ABOUT THIS EXERCISE: If a line of the data below contains the string "bool", copy it into your answer.

(INFORMATION SUPPLIED Opens)

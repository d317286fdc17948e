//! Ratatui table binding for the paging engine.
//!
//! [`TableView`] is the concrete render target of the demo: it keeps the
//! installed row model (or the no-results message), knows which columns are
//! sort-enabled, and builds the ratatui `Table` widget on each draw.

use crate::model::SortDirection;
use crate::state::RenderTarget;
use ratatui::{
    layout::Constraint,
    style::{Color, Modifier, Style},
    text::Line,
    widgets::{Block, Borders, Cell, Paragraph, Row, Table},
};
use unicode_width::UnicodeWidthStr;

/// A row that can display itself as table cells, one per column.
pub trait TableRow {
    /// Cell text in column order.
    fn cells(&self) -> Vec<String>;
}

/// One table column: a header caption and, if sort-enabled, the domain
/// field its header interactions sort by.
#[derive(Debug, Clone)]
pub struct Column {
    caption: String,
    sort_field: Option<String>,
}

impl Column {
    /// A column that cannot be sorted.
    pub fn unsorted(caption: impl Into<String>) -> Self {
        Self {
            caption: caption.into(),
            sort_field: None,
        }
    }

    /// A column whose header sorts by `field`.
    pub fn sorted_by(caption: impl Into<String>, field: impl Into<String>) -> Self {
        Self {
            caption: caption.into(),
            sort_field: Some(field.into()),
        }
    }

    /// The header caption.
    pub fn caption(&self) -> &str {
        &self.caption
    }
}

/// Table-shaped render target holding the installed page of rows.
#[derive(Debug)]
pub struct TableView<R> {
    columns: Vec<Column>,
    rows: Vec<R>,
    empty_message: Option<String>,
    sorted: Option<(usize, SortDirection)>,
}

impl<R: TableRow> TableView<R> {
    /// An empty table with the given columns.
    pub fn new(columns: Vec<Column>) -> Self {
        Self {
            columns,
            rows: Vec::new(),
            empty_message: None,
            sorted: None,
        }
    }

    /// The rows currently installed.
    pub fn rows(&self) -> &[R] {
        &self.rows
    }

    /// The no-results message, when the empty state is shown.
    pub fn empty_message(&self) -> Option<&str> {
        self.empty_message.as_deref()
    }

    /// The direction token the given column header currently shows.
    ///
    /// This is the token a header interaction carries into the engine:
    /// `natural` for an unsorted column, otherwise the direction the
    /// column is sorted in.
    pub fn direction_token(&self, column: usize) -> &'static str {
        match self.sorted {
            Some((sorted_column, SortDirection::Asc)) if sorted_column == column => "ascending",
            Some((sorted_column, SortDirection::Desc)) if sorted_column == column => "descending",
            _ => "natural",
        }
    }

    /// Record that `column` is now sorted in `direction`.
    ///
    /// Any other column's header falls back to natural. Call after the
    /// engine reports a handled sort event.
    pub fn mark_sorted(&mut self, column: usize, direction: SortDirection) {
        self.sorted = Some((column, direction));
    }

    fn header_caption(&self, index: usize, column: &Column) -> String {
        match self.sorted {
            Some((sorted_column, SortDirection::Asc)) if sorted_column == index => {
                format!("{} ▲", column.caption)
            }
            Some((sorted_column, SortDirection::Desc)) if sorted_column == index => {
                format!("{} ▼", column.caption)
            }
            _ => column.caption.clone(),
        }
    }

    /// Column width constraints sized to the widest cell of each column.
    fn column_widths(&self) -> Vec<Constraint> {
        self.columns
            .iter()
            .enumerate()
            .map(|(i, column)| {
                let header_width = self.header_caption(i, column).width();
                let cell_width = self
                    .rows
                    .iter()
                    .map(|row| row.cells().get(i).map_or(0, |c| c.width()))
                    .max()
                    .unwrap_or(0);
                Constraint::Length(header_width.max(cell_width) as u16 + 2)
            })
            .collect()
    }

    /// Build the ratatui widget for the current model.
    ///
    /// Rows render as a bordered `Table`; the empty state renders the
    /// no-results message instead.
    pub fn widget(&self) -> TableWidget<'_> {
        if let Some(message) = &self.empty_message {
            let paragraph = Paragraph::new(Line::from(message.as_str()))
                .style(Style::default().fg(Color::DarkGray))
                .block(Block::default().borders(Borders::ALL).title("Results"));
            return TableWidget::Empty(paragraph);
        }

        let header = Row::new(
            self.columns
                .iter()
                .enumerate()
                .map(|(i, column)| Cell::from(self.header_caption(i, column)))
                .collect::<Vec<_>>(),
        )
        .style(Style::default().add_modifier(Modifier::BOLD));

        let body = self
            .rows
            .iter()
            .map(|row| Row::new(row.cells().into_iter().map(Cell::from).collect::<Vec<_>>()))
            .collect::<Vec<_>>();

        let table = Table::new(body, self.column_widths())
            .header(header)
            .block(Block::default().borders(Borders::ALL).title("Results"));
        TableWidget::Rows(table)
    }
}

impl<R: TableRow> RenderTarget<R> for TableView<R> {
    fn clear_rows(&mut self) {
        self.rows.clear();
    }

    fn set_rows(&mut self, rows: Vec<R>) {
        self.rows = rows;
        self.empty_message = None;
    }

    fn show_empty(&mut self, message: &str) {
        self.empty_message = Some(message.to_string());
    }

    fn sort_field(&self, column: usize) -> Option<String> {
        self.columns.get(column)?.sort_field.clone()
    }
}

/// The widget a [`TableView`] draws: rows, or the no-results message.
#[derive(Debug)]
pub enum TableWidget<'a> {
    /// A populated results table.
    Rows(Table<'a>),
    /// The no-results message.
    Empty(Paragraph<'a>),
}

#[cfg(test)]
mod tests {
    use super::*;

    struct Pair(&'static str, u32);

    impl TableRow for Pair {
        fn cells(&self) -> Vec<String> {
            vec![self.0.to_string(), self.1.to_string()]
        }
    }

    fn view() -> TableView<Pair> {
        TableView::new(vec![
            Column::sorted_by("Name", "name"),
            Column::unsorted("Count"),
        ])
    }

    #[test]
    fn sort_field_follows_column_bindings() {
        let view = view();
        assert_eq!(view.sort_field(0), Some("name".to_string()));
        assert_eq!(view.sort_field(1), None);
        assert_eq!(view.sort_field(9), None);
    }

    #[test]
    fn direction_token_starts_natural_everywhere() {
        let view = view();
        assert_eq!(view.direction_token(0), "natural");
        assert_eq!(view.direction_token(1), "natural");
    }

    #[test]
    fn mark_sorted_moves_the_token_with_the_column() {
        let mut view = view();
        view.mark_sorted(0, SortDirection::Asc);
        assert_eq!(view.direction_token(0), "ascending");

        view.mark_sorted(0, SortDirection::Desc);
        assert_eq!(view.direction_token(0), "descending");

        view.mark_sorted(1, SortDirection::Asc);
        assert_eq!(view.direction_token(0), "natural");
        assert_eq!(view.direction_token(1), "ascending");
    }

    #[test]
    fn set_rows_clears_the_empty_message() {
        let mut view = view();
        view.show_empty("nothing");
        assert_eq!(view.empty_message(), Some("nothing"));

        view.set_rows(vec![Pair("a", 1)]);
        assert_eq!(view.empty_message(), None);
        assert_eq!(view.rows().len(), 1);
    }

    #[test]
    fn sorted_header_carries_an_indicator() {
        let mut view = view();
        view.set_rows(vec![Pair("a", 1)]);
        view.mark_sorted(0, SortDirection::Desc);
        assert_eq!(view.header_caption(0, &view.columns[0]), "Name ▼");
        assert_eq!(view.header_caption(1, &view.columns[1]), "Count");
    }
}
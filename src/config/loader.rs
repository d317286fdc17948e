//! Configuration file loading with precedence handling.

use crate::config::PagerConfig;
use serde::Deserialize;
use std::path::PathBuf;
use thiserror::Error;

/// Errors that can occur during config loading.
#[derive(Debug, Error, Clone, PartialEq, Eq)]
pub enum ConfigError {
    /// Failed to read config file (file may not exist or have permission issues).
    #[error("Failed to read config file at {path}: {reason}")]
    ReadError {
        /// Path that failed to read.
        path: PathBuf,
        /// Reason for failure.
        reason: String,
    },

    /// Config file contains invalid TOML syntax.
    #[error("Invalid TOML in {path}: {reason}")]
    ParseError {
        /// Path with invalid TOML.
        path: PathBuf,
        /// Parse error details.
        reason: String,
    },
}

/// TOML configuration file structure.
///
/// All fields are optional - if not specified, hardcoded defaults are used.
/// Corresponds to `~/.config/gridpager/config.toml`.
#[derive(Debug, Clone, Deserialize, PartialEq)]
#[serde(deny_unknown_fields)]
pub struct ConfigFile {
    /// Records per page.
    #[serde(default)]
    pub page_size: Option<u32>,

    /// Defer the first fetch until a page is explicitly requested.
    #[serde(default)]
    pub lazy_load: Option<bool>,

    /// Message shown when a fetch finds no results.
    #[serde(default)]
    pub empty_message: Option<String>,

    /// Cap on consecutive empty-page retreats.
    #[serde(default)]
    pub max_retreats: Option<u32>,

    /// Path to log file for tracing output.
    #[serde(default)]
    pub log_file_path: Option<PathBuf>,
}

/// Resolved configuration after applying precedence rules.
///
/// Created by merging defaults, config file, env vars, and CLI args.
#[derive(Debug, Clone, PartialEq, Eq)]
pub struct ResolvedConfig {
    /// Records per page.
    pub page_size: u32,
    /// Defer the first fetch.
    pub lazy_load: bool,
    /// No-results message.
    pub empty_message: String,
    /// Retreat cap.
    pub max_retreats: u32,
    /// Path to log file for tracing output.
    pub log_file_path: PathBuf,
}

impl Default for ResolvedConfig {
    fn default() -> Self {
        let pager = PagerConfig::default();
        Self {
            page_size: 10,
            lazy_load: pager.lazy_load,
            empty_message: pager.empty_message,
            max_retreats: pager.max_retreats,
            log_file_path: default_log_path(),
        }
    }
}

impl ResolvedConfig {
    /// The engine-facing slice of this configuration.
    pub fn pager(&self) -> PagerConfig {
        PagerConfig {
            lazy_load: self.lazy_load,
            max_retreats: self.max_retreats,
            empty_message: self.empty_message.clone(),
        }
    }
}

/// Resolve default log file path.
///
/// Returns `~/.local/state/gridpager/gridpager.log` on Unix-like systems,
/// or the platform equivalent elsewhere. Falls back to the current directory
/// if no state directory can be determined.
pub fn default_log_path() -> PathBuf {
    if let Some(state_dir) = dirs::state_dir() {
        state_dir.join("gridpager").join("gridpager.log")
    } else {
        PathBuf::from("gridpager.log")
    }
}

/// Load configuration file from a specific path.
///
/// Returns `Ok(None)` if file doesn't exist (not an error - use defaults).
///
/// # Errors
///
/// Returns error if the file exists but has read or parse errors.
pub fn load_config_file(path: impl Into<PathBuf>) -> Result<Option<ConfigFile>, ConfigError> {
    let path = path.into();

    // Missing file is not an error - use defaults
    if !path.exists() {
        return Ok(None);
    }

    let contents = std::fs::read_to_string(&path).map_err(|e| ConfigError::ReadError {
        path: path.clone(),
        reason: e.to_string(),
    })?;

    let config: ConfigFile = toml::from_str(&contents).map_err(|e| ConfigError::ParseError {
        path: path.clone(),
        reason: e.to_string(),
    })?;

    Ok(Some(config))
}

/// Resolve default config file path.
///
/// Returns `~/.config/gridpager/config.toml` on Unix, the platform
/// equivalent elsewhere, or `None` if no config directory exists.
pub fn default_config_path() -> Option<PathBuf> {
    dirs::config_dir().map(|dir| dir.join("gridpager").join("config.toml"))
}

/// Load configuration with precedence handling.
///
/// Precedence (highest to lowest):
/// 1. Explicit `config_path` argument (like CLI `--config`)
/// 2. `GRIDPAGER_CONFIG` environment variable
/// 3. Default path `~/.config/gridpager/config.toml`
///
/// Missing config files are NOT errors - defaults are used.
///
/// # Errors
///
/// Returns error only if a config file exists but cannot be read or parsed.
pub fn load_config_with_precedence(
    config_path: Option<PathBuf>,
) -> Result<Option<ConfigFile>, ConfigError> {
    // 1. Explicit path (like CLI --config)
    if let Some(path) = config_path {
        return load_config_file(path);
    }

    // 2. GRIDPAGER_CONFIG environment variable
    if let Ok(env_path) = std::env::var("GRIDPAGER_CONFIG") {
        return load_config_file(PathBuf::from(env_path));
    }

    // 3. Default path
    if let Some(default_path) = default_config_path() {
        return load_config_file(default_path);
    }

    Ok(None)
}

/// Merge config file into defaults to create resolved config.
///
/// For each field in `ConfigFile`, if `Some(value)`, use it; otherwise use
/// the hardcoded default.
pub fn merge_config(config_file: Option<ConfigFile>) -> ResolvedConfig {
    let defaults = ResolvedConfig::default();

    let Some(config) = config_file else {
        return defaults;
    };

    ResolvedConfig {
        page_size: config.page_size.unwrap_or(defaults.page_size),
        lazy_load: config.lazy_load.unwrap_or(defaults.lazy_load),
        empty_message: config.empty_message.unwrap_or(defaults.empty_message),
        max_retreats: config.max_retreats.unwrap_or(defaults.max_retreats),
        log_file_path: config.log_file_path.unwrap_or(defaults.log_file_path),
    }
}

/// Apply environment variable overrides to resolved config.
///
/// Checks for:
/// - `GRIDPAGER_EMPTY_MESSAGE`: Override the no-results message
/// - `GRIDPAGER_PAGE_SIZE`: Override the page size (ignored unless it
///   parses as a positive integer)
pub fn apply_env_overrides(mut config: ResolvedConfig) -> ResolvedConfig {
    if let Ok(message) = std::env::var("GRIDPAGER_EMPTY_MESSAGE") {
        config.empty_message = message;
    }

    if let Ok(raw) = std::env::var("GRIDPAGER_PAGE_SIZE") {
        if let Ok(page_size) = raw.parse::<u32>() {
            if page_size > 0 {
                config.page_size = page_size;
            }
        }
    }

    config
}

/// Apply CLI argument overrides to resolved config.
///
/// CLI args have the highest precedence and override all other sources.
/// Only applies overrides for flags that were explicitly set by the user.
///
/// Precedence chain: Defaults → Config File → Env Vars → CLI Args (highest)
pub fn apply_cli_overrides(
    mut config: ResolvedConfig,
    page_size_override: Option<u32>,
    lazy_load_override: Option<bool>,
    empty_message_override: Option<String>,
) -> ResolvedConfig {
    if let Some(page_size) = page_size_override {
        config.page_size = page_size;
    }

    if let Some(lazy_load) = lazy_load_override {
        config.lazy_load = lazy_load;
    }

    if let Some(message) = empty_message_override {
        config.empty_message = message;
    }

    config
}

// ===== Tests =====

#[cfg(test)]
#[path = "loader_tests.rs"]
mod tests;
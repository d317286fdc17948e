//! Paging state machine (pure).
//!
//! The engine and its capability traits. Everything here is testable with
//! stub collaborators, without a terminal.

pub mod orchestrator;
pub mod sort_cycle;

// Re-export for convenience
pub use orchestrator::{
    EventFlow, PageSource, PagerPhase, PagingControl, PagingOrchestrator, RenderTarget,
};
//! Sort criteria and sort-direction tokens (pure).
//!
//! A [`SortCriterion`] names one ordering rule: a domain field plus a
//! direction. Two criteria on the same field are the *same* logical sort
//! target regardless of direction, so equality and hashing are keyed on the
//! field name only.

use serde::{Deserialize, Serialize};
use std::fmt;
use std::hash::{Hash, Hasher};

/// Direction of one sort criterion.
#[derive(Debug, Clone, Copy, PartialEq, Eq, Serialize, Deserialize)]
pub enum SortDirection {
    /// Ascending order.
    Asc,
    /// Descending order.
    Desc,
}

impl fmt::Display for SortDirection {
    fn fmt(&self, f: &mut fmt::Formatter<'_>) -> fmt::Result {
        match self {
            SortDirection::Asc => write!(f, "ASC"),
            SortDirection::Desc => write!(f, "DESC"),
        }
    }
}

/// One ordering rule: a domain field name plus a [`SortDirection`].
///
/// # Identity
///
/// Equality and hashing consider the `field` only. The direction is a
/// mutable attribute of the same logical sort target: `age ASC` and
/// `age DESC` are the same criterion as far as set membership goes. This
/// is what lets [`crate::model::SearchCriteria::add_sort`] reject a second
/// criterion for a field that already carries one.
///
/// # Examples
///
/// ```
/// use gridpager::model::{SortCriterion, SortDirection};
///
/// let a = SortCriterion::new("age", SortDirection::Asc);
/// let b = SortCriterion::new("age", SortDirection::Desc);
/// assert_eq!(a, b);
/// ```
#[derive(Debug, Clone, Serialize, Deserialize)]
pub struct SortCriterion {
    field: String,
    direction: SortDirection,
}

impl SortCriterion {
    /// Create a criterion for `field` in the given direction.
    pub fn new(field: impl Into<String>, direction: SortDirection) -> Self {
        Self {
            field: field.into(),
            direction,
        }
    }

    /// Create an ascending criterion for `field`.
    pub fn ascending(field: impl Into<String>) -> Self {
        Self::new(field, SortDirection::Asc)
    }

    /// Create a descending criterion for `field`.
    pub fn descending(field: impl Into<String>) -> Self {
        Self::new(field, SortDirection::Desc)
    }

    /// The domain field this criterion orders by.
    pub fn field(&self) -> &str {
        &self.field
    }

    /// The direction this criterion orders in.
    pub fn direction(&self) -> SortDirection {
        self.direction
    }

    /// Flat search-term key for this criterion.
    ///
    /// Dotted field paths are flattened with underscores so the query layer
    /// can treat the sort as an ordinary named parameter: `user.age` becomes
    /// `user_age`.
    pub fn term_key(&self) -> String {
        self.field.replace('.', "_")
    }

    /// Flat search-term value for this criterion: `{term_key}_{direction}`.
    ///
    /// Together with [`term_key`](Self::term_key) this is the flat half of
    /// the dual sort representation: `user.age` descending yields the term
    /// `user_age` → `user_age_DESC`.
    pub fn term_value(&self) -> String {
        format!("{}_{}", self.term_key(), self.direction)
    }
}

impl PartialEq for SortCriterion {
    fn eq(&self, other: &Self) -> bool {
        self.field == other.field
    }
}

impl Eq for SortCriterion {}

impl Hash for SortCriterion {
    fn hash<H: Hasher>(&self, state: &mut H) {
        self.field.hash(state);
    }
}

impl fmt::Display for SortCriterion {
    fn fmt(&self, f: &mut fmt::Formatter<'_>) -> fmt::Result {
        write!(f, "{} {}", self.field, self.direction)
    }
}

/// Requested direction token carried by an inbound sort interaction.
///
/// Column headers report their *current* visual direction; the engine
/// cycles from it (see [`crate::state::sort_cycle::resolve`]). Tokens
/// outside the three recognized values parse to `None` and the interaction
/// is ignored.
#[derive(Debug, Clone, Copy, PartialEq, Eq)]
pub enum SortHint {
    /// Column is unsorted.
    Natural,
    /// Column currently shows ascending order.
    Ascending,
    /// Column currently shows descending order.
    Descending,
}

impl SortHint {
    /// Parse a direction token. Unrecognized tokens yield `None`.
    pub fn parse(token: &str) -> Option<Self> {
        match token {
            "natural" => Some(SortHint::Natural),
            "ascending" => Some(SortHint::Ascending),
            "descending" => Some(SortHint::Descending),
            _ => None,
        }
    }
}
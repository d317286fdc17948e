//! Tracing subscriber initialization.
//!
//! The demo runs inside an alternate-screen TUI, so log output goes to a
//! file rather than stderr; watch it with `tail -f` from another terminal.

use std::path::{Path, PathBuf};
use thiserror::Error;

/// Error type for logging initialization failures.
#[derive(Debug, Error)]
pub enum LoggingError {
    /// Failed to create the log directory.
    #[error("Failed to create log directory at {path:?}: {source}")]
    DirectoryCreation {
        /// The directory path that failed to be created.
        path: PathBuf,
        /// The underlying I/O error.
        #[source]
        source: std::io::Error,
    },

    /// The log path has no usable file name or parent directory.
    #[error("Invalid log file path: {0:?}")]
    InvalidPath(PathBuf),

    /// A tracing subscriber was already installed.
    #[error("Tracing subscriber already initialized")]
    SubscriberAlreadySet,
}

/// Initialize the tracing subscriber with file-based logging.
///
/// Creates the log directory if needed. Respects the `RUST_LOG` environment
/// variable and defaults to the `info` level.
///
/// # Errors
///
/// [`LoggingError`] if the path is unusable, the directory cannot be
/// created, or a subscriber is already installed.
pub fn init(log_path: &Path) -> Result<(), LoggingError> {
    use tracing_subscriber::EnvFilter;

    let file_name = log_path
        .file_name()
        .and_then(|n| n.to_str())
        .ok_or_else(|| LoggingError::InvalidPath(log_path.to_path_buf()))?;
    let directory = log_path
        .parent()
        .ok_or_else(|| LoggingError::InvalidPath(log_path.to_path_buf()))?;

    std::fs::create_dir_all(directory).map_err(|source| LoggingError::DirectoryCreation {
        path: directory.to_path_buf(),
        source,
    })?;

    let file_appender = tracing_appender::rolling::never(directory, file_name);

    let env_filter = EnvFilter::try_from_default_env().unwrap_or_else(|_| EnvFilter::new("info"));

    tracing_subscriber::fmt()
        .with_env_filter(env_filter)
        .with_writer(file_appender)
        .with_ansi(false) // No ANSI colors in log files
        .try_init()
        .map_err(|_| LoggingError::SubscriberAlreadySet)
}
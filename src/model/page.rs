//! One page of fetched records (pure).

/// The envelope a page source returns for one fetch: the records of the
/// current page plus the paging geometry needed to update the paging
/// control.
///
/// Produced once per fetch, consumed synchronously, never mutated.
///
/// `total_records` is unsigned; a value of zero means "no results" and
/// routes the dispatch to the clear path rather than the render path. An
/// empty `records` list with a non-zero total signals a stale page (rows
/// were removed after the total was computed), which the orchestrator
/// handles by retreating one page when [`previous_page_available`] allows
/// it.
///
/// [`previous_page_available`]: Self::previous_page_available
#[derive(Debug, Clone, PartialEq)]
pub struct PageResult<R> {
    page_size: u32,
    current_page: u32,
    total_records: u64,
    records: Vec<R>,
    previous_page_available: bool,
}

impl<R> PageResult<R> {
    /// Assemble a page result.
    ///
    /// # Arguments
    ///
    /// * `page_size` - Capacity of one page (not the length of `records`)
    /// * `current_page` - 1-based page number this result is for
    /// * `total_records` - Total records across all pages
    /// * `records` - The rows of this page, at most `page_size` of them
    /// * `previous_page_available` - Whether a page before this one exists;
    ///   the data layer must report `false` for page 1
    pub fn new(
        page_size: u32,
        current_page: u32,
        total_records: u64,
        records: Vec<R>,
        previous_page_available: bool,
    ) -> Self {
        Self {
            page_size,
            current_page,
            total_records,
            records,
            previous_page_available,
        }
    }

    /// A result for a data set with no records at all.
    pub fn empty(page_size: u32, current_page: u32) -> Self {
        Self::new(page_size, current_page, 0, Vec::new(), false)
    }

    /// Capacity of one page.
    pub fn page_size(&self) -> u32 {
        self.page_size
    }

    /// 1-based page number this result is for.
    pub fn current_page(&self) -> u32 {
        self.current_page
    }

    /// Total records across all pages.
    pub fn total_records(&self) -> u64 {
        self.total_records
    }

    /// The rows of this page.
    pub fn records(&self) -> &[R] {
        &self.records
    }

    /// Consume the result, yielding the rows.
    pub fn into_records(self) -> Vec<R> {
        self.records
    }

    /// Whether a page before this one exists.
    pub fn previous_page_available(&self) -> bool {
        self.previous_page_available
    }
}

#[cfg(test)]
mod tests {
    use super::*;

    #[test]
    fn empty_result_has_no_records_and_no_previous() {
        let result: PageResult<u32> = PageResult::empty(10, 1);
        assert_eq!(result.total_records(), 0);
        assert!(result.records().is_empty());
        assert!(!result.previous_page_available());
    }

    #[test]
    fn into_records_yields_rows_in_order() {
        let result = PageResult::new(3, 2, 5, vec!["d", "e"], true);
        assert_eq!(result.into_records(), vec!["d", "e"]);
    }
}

(INFORMATION SUPPLIED Closes)

EXPECTED OUTPUT:
    pub lazy_load: Option<bool>,
    pub lazy_load: bool,
    lazy_load_override: Option<bool>,
    fn eq(&self, other: &Self) -> bool {
    previous_page_available: bool,
        previous_page_available: bool,
    pub fn previous_page_available(&self) -> bool {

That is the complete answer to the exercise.